Pesquisadores brasileiros desenvolvem aplicativo que identifica violência contra a mulher pela voz
MujeresNa infância, Lincon Ademir vivenciou de perto cenas de de violência contra a mulher. As agressões sofridas por sua mãe faziam parte do seu cotidiano e, na época, ele não podia protegê-la. Já adulto e agora gerente de desenvolvimento de softwares, ele decidiu que precisava fazer algo para ajudar outras mulheres. Em 2018, idealizou um aplicativo para celular que usa inteligência artificial para identificar pela voz que uma mulher está precisando de socorro. A primeira versão do app será lançada no mês que vem.
— Eu cresci vendo minha mãe passar por isso. Vi essa violência enquanto era novo. E estava vendo uma matéria na TV, em que uma mulher gritou por socorro por quatro horas e ninguém a ajudou. As pessoas se silenciam, não se mexem, não ajudam. Pensei em como criar uma ferramenta para que o socorro fosse acionado de forma automática — conta.
O projeto faz parte do mestrado profissional de Ademir no Centro de Estudos e Sistemas Avançados do Recife (Cesar) e é coordenado pela orientadora Ana Paula Furtado, professora de pós-graduação da Cesar School (Escola de Inovação da Cesar) e da Universidade Federal Rural de Pernambuco (UFRPE), que lidera uma equipe de 28 pessoas envolvidas no desenvolvimento do app.
— A tecnologia já serve pra tanta coisa. As pessoas ganham milhões com diversas soluções. Pensamos em usar a tecnologia para atender esse problema social, para evitar que as mulheres morram — afirma Furtado, que é doutora em ciência da computação.
Como funciona
Uma vez instalado no celular, o app, chamado Hear — uma sigla para «Helping Everyone to Actively React» (ajudando todos a reagir ativamente, em tradução livre) — capta os sons do ambiente, mesmo offline, e usa inteligência artificial para identificar os sentimentos na voz da usuária ou palavras-chave que indiquem uma agressão.

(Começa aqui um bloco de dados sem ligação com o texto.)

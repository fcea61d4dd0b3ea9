//! Uploader configuration.
//!
//! Settings are read from a JSON file. Every field is optional and falls
//! back to the values the freezy image endpoint expects.

use crate::error::ConfigError;
use serde::{Deserialize, Serialize};
use std::collections::HashSet;
use std::fs;
use std::path::{Path, PathBuf};

/// Environment variable naming an explicit config file.
pub const CONFIG_ENV_VAR: &str = "LOGO_UPLOADER_CONFIG";

/// Config file picked up from the working directory when present.
pub const DEFAULT_CONFIG_FILE: &str = "logo_uploader.json";

/// How the upload button reacts to the suffix field.
///
/// Submitting always checks the suffix length; this only controls whether
/// the button is greyed out ahead of time.
#[derive(Debug, Clone, Copy, PartialEq, Eq, Serialize, Deserialize, Default)]
#[serde(rename_all = "snake_case")]
pub enum SuffixGatePolicy {
    /// Button always enabled, validation happens on submit
    #[default]
    AlwaysEnabled,
    /// Button disabled until the suffix reaches `min_suffix_len`
    MinLength,
}

/// Log level setting for the application.
#[derive(Debug, Clone, Copy, PartialEq, Eq, Serialize, Deserialize, Default)]
#[serde(rename_all = "lowercase")]
pub enum LogLevel {
    Error,
    Warn,
    #[default]
    Info,
    Debug,
    Trace,
}

impl LogLevel {
    /// Filter string understood by `env_logger`.
    pub fn as_filter(&self) -> &'static str {
        match self {
            LogLevel::Error => "error",
            LogLevel::Warn => "warn",
            LogLevel::Info => "info",
            LogLevel::Debug => "debug",
            LogLevel::Trace => "trace",
        }
    }
}

/// A labeled drop target.
#[derive(Debug, Clone, PartialEq, Eq, Serialize, Deserialize)]
pub struct ZoneConfig {
    /// Prefix of every file uploaded through this zone
    pub key: String,
    /// Heading shown above the zone, defaults to the key
    #[serde(default)]
    pub label: Option<String>,
}

impl ZoneConfig {
    pub fn new(key: impl Into<String>, label: impl Into<String>) -> Self {
        Self {
            key: key.into(),
            label: Some(label.into()),
        }
    }

    pub fn label(&self) -> &str {
        self.label.as_deref().unwrap_or(&self.key)
    }
}

#[derive(Debug, Clone, Serialize, Deserialize)]
#[serde(default)]
pub struct UploaderConfig {
    /// Scheme, host and port of the server
    pub server_url: String,
    /// Path of the multipart upload endpoint
    pub upload_path: String,
    /// Path under which uploaded images are served
    pub image_path: String,
    pub zones: Vec<ZoneConfig>,
    pub suffix_gate: SuffixGatePolicy,
    pub min_suffix_len: usize,
    pub log_level: LogLevel,
    /// Hex color of normal status messages
    pub status_color: String,
    /// Hex color of error status messages
    pub error_color: String,
}

impl Default for UploaderConfig {
    fn default() -> Self {
        Self {
            server_url: "http://localhost:8080".to_string(),
            upload_path: "/freezy/upload/image".to_string(),
            image_path: "/static/img".to_string(),
            zones: vec![
                ZoneConfig::new("alliance-station-logo", "Alliance Station Logo"),
                ZoneConfig::new("blinds-logo", "Blinds Logo"),
                ZoneConfig::new("game-logo", "Game Logo"),
            ],
            suffix_gate: SuffixGatePolicy::default(),
            min_suffix_len: 4,
            log_level: LogLevel::default(),
            status_color: "#9cf".to_string(),
            error_color: "#f66".to_string(),
        }
    }
}

impl UploaderConfig {
    /// Parse and validate a JSON config document.
    pub fn from_json(text: &str) -> Result<Self, ConfigError> {
        let config: Self = serde_json::from_str(text)?;
        config.validate()?;
        Ok(config)
    }

    pub fn load(path: &Path) -> Result<Self, ConfigError> {
        let text = fs::read_to_string(path).map_err(|source| ConfigError::Io {
            path: path.to_path_buf(),
            source,
        })?;
        Self::from_json(&text)
    }

    /// Resolve the config the way the binary does: `$LOGO_UPLOADER_CONFIG`,
    /// then `./logo_uploader.json`, then the built-in defaults.
    pub fn load_default() -> Result<Self, ConfigError> {
        match Self::locate() {
            Some(path) => Self::load(&path),
            None => Ok(Self::default()),
        }
    }

    fn locate() -> Option<PathBuf> {
        if let Some(path) = std::env::var_os(CONFIG_ENV_VAR) {
            return Some(PathBuf::from(path));
        }
        let local = PathBuf::from(DEFAULT_CONFIG_FILE);
        local.is_file().then_some(local)
    }

    pub fn validate(&self) -> Result<(), ConfigError> {
        if self.min_suffix_len == 0 {
            return Err(ConfigError::InvalidSuffixLength);
        }

        let mut seen = HashSet::new();
        for zone in &self.zones {
            if zone.key.trim().is_empty() {
                return Err(ConfigError::EmptyZoneKey);
            }
            if !seen.insert(zone.key.as_str()) {
                return Err(ConfigError::DuplicateZone(zone.key.clone()));
            }
        }

        match reqwest::Url::parse(&self.server_url) {
            Ok(url) if !url.cannot_be_a_base() => Ok(()),
            Ok(_) => Err(ConfigError::InvalidUrl {
                url: self.server_url.clone(),
                reason: "not a base URL".to_string(),
            }),
            Err(e) => Err(ConfigError::InvalidUrl {
                url: self.server_url.clone(),
                reason: e.to_string(),
            }),
        }
    }

    pub fn zone_keys(&self) -> Vec<String> {
        self.zones.iter().map(|zone| zone.key.clone()).collect()
    }
}
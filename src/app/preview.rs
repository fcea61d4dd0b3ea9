use crate::controller::PreviewSurface;
use crate::upload::SelectedFile;
use eframe::egui::{self, ColorImage, TextureHandle, TextureOptions};
use std::collections::HashMap;

/// Previews backed by egui textures. Dropping a handle frees the texture.
pub struct TexturePreviews {
    ctx: egui::Context,
    textures: HashMap<String, TextureHandle>,
}

impl TexturePreviews {
    pub fn new(ctx: egui::Context) -> Self {
        Self {
            ctx,
            textures: HashMap::new(),
        }
    }

    pub fn texture(&self, key: &str) -> Option<&TextureHandle> {
        self.textures.get(key)
    }

    pub fn len(&self) -> usize {
        self.textures.len()
    }

    pub fn is_empty(&self) -> bool {
        self.textures.is_empty()
    }
}

pub fn decode_png(bytes: &[u8]) -> Result<ColorImage, image::ImageError> {
    let rgba = image::load_from_memory_with_format(bytes, image::ImageFormat::Png)?.to_rgba8();
    let size = [rgba.width() as usize, rgba.height() as usize];
    Ok(ColorImage::from_rgba_unmultiplied(size, rgba.as_raw()))
}

impl PreviewSurface for TexturePreviews {
    fn show(&mut self, key: &str, file: &SelectedFile) {
        match decode_png(&file.bytes) {
            Ok(image) => {
                let texture =
                    self.ctx
                        .load_texture(format!("preview-{key}"), image, TextureOptions::LINEAR);
                self.textures.insert(key.to_string(), texture);
            }
            Err(e) => log::warn!("No preview for {}: {e}", file.name),
        }
    }

    fn release(&mut self, key: &str) {
        self.textures.remove(key);
    }
}
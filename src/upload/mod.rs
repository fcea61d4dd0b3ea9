mod batch;
mod client;
mod naming;
mod types;

pub use batch::{run_batch, BatchOutcome, OverwritePrompt, UploadBatch};
pub use client::ImageServer;
pub use naming::{
    evaluate_gate, is_upload_enabled, overwrite_prompt, sanitize_suffix, target_filename,
    validate_suffix, SuffixGate,
};
pub use types::{
    FileStatus, SelectedFile, Severity, StatusMessage, StatusSink, UploadEvent, UploadReceipt,
    UploadStatus,
};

Se for constatada uma situação de violência ou risco, imediatamente é acionada uma rede de mulheres cadastradas na plataforma, conforme a proximidade ao local da ocorrência, para que possam prestar ajuda à vítima e chamar as autoridades.
— A vantagem do app é que a mulher não precisa apertar um botão de socorro. Ela não precisa estar com o celular na mão. O celular vai fazer uma análise de sentimento a partir da voz e acionar a ajuda — diz Ademir.
Não há notificação automática à polícia. Apenas as pessoas cadastradas no app são avisadas da situação e podem decidir como ajudar a vítima, afirma Furtado. A ideia é de que, no futuro, o aplicativo seja nativo no sistema operacional do celular. Ou seja, não dependa da instalação e cadastro para funcionar.
— Em fevereiro vamos lançar a primeira versão, mas como todo aplicativo que envolve inteligência artificial, ele precisa de uma base de dados para ficar cada vez mais preciso — explica a doutora em ciência da computação.